Empirical risk minimisation
In practice, we use ERM for parameter estimation:
1n θ=argmin n L yi,f(xi;θ) ,
θ i=1 where θ is the parameter vector.
In words, we select the parameters that minimise the training error.
The learned function is then f(x;θ). We often just write
f(x) = f(x;θ).
Note: we will use the terms “learn”, “fit”, “train”, and “estimate” the model interchangeably.
Example: linear regression
For a linear regression together with squared error loss, empirical risk minimisation corresponds to the OLS method for parameter estimation.

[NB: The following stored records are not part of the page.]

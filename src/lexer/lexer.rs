use std::iter::FusedIterator;

use lazy_static::lazy_static;
use log::{debug, trace};
use regex::Regex;

use crate::{
    errors::errors::{Error, ErrorImpl},
    Position, MK_TOKEN,
};

use super::tokens::{Token, TokenType};

pub struct RegexPattern {
    kind: TokenType,
    regex: Regex,
}

impl RegexPattern {
    fn new(kind: TokenType, pattern: &str) -> Self {
        RegexPattern {
            kind,
            regex: Regex::new(pattern).unwrap(),
        }
    }

    /// Length in bytes of the match at the very start of `input`, if any.
    /// Empty matches count as no match so every step consumes input.
    fn match_len(&self, input: &str) -> Option<usize> {
        self.regex
            .find(input)
            .filter(|m| m.start() == 0 && m.end() > 0)
            .map(|m| m.end())
    }
}

lazy_static! {
    // Tried in order, first match wins.
    static ref PATTERNS: Vec<RegexPattern> = vec![
        RegexPattern::new(TokenType::Com, r"^//[^\r\n]*"),
        RegexPattern::new(TokenType::Pnc, r"^[{}():;<>]"),
        RegexPattern::new(TokenType::Ws, r"^[ \t\n\r\x0B\x0C]+"),
        RegexPattern::new(TokenType::Op, r"^[!@#$%^*\-+=\[\]?/\\&|]+"),
        // A quote closes the string only after an even run of backslashes.
        RegexPattern::new(TokenType::Str, r#"^(?s:"(?:[^"\\]|\\.)*"|'(?:[^'\\]|\\.)*')"#),
        RegexPattern::new(TokenType::Sym, r"^[A-Za-z][A-Za-z0-9_]*"),
        RegexPattern::new(TokenType::Num, r"^(?:0[xobd])?[A-Fa-f0-9]+(?:\.[A-Fa-f0-9]+)?"),
    ];
}

#[derive(Debug, Clone, Copy, PartialEq, Eq)]
enum LexerState {
    Scanning,
    Exhausted,
}

#[derive(Debug, Clone)]
pub struct Lexer {
    source: String,
    pos: usize,
    line: usize,
    col: usize,
    state: LexerState,
}

impl Lexer {
    pub fn new(source: impl Into<String>) -> Lexer {
        let source = source.into();
        debug!("lexer created over {} bytes", source.len());

        Lexer {
            source,
            pos: 0,
            line: 1,
            col: 1,
            state: LexerState::Scanning,
        }
    }

    pub fn source(&self) -> &str {
        &self.source
    }

    /// The suffix of the source that has not been consumed yet.
    pub fn remaining(&self) -> &str {
        &self.source[self.pos..]
    }

    /// Where the next token will start.
    pub fn cursor(&self) -> Position {
        Position::new(self.line, self.col)
    }

    pub fn at_eof(&self) -> bool {
        self.pos >= self.source.len()
    }

    /// Produces the next token, or `None` once the input is used up.
    ///
    /// Input no pattern recognises comes back one character at a time as
    /// `Unk` tokens, so this always makes progress.
    pub fn chomp(&mut self) -> Option<Token> {
        if self.at_eof() {
            return None;
        }

        let position = self.cursor();
        let remaining = self.remaining();

        let (ttype, len) = PATTERNS
            .iter()
            .find_map(|pattern| pattern.match_len(remaining).map(|len| (pattern.kind, len)))
            .unwrap_or_else(|| {
                let len = remaining.chars().next().map_or(1, char::len_utf8);
                (TokenType::Unk, len)
            });

        let value = remaining[..len].to_string();
        self.advance(ttype, &value);

        let token = MK_TOKEN!(ttype, value, Some(position));
        trace!("{}", token);
        Some(token)
    }

    fn advance(&mut self, ttype: TokenType, text: &str) {
        self.pos += text.len();
        self.col += text.chars().count();

        if ttype.may_span_lines() {
            if let Some(last_newline) = text.rfind('\n') {
                self.line += text.matches('\n').count();
                self.col = text[last_newline + 1..].chars().count() + 1;
            }
        }
    }
}

impl Iterator for Lexer {
    type Item = Token;

    fn next(&mut self) -> Option<Token> {
        match self.state {
            LexerState::Scanning => match self.chomp() {
                Some(token) => Some(token),
                None => {
                    self.state = LexerState::Exhausted;
                    debug!("lexer exhausted at {}", self.cursor());
                    Some(MK_TOKEN!(TokenType::End, String::from("EOF"), None))
                }
            },
            LexerState::Exhausted => None,
        }
    }
}

impl FusedIterator for Lexer {}

/// Scans the whole source, ending with a single `End` token.
pub fn tokenize(source: impl Into<String>) -> Vec<Token> {
    Lexer::new(source).collect()
}

/// Like [`tokenize`], but the first `Unk` token is reported as an error.
pub fn tokenize_strict(source: impl Into<String>, file: Option<String>) -> Result<Vec<Token>, Error> {
    let mut tokens = vec![];

    for token in Lexer::new(source) {
        if let (TokenType::Unk, Some(position)) = (token.ttype, token.position) {
            let first = token.value.chars().next();
            let error_impl = match first {
                Some(quote @ ('"' | '\'')) => ErrorImpl::UnterminatedString { quote },
                _ => ErrorImpl::UnrecognisedToken { token: token.value },
            };

            return Err(Error::new(error_impl, position, file));
        }

        tokens.push(token);
    }

    Ok(tokens)
}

We learn the parameters as
n p 2
β=argmin yi−β0−βjxij ,
where β = (β0, β1, . . . , βp), leading to the estimated predictive function
f(x)=β0 +β1×1 +…+βpxp.
Regularisation
ERM typically leads to overfitting. To address this problem, we add a regularisation term to the objective function for training the model,
1n θ=argmin n L yi,f(xi;θ) +λΩ(θ) ,
where λ ≥ 0 is a hyperparameter and (θ) is some form of complexity penalty.
Supervised learning in one equation
1n θ=argmin n L yi,f(xi;θ) +λΩ(θ)
This equation describes a wide range of methods . Choose a model f, loss function L, and regulariser C, and you have a learning algorithm.
Computational algorithm
• The learning rule states an optimisation problem, but does not tell us how to solve it in practice.
• We need to use an optimisation algorithm to compute the solution. Often, there are multiple algorithms available.
• Computation is a major theme in machine learning.
Study guide: learning algorithms
1. What is the model? Is it parametric or nonparametric? Is it probabilistic? What set of assumptions does it use to generalise?
2. What is the learning rule? What are the components of the cost function for training the model? Why does the loss function make sense for this problem? What type of regularisation does it use?
3. What is the computational algorithm? Can you write the steps? What are the computational challenges? Is the solution exact or approximate?
Overfitting and the bias-variance trade-off
Challenges in machine learning
The two main challenges in machine learning are: • Overfitting.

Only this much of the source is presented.